Perusing it right now for the first time and am liking it.
My url links to the telemetry data still work!
Thanks for the hard work and effort to get this to us, NWAC and FOAC.
I am curious as to why the avalanche rose went away: as a quick look at distinctions based on aspect, the severity colors, and 1000 foot elevational interval vs. the new "treeline" format. Or am I not navigating somewhere I should be?
The tab format on the avy forecast page is cool for getting right to observations and telemetry.
I probably just need to study and think about it more.
Replied by John Morrow on topic Re: NWAC Forecasts, New Site, New Logo
Very cool. But I'm a little upset that I don't get bombarded with a donation popup every time I get on now.. can you bring it back?
My screen shows that your prayer was answered, Theo-san!

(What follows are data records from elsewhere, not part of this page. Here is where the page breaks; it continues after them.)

use borsh::BorshSerialize;
use rand::{thread_rng, Rng};
use solsign_wire_reader::{errors::WireReaderError, ByteReader};

fn length_prefixed(payload: &[u8], padding: [u8; 4]) -> Vec<u8> {
    let mut bytes = (payload.len() as u32).to_le_bytes().to_vec();
    bytes.extend_from_slice(&padding);
    bytes.extend_from_slice(payload);
    bytes
}

#[test]
fn test_length_prefixed_string() {
    let bytes = length_prefixed(b"stake:0", [0, 0, 0, 0]);
    let mut reader = ByteReader::new(&bytes);
    assert_eq!(reader.read_length_prefixed_string(), Ok("stake:0"));
    assert!(reader.is_empty());
}

#[test]
fn test_length_prefixed_string_ignores_padding_content() {
    let bytes = length_prefixed("grüße".as_bytes(), [0xde, 0xad, 0xbe, 0xef]);
    let mut reader = ByteReader::new(&bytes);
    assert_eq!(reader.read_length_prefixed_string(), Ok("grüße"));
}

#[test]
fn test_length_prefixed_string_failures_restore_cursor() {
    let bytes = length_prefixed(&[0xc0, 0x80], [0; 4]);
    let mut reader = ByteReader::new(&bytes);
    assert_eq!(
        reader.read_length_prefixed_string(),
        Err(WireReaderError::InvalidEncoding)
    );
    assert_eq!(reader.position(), 0);

    let mut truncated = length_prefixed(b"seed", [0; 4]);
    truncated.pop();
    let mut reader = ByteReader::new(&truncated);
    assert!(matches!(
        reader.read_length_prefixed_string(),
        Err(WireReaderError::TruncatedInput { .. })
    ));
    assert_eq!(reader.position(), 0);
}

#[test]
fn test_reads_borsh_encoded_integers() {
    let bytes = (2u32, 5_000_000_000u64, 9u8).try_to_vec().unwrap();
    let mut reader = ByteReader::new(&bytes);
    assert_eq!(reader.read_u32_le(), Ok(2));
    assert_eq!(reader.read_u64_le(), Ok(5_000_000_000));
    assert_eq!(reader.get_byte(), Ok(9));
    assert!(reader.is_empty());
}

/// Random buffers and random read sequences never read past the end of the
/// buffer and never move the cursor on failure.
#[test]
fn test_random_reads_stay_in_bounds() {
    let mut rng = thread_rng();
    for _ in 0..10_000 {
        let len = rng.gen_range(0..64);
        let bytes: Vec<u8> = (0..len).map(|_| rng.gen()).collect();
        let mut reader = ByteReader::new(&bytes);
        for _ in 0..16 {
            let before = reader.position();
            let result = match rng.gen_range(0..8) {
                0 => reader.get_byte().map(|_| ()),
                1 => reader.read_u32_le().map(|_| ()),
                2 => reader.read_u64_le().map(|_| ()),
                3 => reader.read_compact_u16().map(|_| ()),
                4 => reader.read_compact_uint().map(|_| ()),
                5 => reader.read_count(32).map(|_| ()),
                6 => reader.read_length_prefixed_string().map(|_| ()),
                _ => reader.read(rng.gen_range(0..40)).map(|_| ()),
            };
            assert!(reader.position() <= bytes.len());
            if result.is_err() {
                assert_eq!(reader.position(), before);
            }
        }
    }
}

Perusing it right now for the first time and am liking it.
My url links to the telemetry data still work!
Thanks for the hard work and effort to get this to us, NWAC and FOAC.
I am curious as to why the avalanche rose went away: as a quick look at distinctions based on aspect, the severity colors, and 1000 foot elevational interval vs. the new "treeline" format. Or am I not navigating somewhere I should be?
The tab format on the avy forecast page is cool for getting right to observations and telemetry.
I probably just need to study and think about it more.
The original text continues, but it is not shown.